En raison de particularités liées au dosage du PSA lui-même – qui est spécifique du tissu prostatique et non du cancer de la prostate – et à ce type de cancer – dont certains évoluent lentement et d’autres rapidement – la généralisation des tests de PSA conduit à un surdiagnostic, un surtraitement, une surmorbidité et à une surmortalité. À l'échelle de la population, chaque année de vie gagnée grâce au dépistage a son « prix » en années de vie perdues, du fait du diagnostic ou du traitement.

Ainsi, même en se fondant sur l'hypothèse favorable d'ERSPC (dépistage organisé qui ferait baisser de 20 % la mortalité), il faudrait dépister 1 410 hommes et en traiter 48 pour éviter un décès.

Et en prenant en compte une hypothèse un peu moins favorable et plus réaliste, pour 1 000 hommes dépistés, un sera guéri grâce à ce dépistage mais pour les 999 autres le bilan est lourd. Outre la pléthore d’actes qui seront réalisés, 18 hommes subiront une prostatectomie, 10 une radiothérapie, 7 une hormonothérapie. Il en résultera 14 cas d’impuissance et 3 d’incontinence, un tribut très pesant pour un taux de guérison limité.

Medscape.fr : Qu’en est-il du dépistage individuel ?

Pr Perrin : Le dépistage individuel est décidé à la fois par le patient et le médecin. Sa mise en place repose sur la conviction que la détection précoce apporte un bénéfice : diminution de la morbidité ou allongement de la survie. Il s'agit d'une décision médicale qui implique un médecin et son patient dans le respect des données scientifiques.

A l’inverse, le dépistage de masse est décidé à l'échelle d'une population ciblée par un facteur de risque. Il est pris en charge par une instance supérieure (État, collectivité ou entreprise) et ne peut être mis en place sans avoir fait la preuve de son bénéfice pour la population ciblée, c'est-à-dire de diminution de la mortalité dans la population.

La frontière entre dépistage de masse et détection précoce peut être floue et ce d’autant plus que les outils utilisés – PSA et toucher rectal – sont les mêmes dans les deux cas.

 
Prescrire un PSA est une solution rapide et facile mais qui ne s’inscrit pas dans une politique de santé publique.
 

Il revient aux professionnels de santé d'éviter la confusion entre dépistage de masse (qui relève de la santé publique) et détection précoce (qui relève de la médecine de soins) par une bonne communication auprès de leurs patients en expliquant avantages et inconvénients de la recherche d'un cancer de la prostate.

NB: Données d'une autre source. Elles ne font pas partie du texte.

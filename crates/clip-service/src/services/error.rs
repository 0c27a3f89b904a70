//! Service layer error types
//!
//! Provides a unified error type for all service operations.

use clip_common::AppError;
use clip_core::DomainError;
use std::fmt;

/// Service layer error type
#[derive(Debug)]
pub enum ServiceError {
    /// Domain rule violation
    Domain(DomainError),

    /// Application error (auth, validation, etc.)
    App(AppError),

    /// Resource not found
    NotFound { resource: &'static str, id: String },

    /// Validation error
    Validation(String),

    /// Conflict (e.g., duplicate resource)
    Conflict(String),

    /// Internal error
    Internal(String),
}

impl fmt::Display for ServiceError {
    fn fmt(&self, f: &mut fmt::Formatter<'_>) -> fmt::Result {
        match self {
            Self::Domain(e) => write!(f, "{e}"),
            Self::App(e) => write!(f, "{e}"),
            Self::NotFound { resource, id } => write!(f, "{resource} not found: {id}"),
            Self::Validation(msg) => write!(f, "Validation error: {msg}"),
            Self::Conflict(msg) => write!(f, "Conflict: {msg}"),
            Self::Internal(msg) => write!(f, "Internal error: {msg}"),
        }
    }
}

impl std::error::Error for ServiceError {
    fn source(&self) -> Option<&(dyn std::error::Error + 'static)> {
        match self {
            Self::Domain(e) => Some(e),
            Self::App(e) => Some(e),
            _ => None,
        }
    }
}

impl ServiceError {
    /// Create a not found error
    pub fn not_found(resource: &'static str, id: impl Into<String>) -> Self {
        Self::NotFound {
            resource,
            id: id.into(),
        }
    }

    /// Create a validation error
    pub fn validation(msg: impl Into<String>) -> Self {
        Self::Validation(msg.into())
    }

    /// Create a conflict error
    pub fn conflict(msg: impl Into<String>) -> Self {
        Self::Conflict(msg.into())
    }

    /// Create an internal error
    pub fn internal(msg: impl Into<String>) -> Self {
        Self::Internal(msg.into())
    }

    /// Get the HTTP status code for this error
    pub fn status_code(&self) -> u16 {
        match self {
            Self::Domain(e) => {
                if e.is_not_found() {
                    404
                } else if e.is_authorization() {
                    403
                } else if e.is_validation() {
                    400
                } else if e.is_conflict() {
                    409
                } else {
                    500
                }
            }
            Self::App(e) => e.status_code(),
            Self::NotFound { .. } => 404,
            Self::Validation(_) => 400,
            Self::Conflict(_) => 409,
            Self::Internal(_) => 500,
        }
    }

    /// Get the error code for API responses
    pub fn error_code(&self) -> &str {
        match self {
            Self::Domain(e) => e.code(),
            Self::App(e) => e.error_code(),
            Self::NotFound { .. } => "NOT_FOUND",
            Self::Validation(_) => "VALIDATION_ERROR",
            Self::Conflict(_) => "CONFLICT",
            Self::Internal(_) => "INTERNAL_ERROR",
        }
    }
}

impl From<DomainError> for ServiceError {
    fn from(err: DomainError) -> Self {
        Self::Domain(err)
    }
}

impl From<AppError> for ServiceError {
    fn from(err: AppError) -> Self {
        Self::App(err)
    }
}

impl From<ServiceError> for AppError {
    fn from(err: ServiceError) -> Self {
        match err {
            ServiceError::Domain(e) => AppError::Domain(e),
            ServiceError::App(e) => e,
            ServiceError::NotFound { resource, id } => {
                AppError::NotFound(format!("{resource} {id}"))
            }
            ServiceError::Validation(msg) => AppError::Validation(msg),
            ServiceError::Conflict(msg) => AppError::Conflict(msg),
            ServiceError::Internal(msg) => AppError::Internal(anyhow::anyhow!(msg)),
        }
    }
}

/// Result type for service operations
pub type ServiceResult<T> = Result<T, ServiceError>;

Mais dans un contexte de surcharge de travail, la communication devient très difficile tant pour le médecin que pour le patient. Prescrire un PSA est une solution rapide et facile mais qui ne s’inscrit pas dans une politique de santé publique. Pourtant, il est possible de choisir de ne pas réaliser cet examen de façon systématique.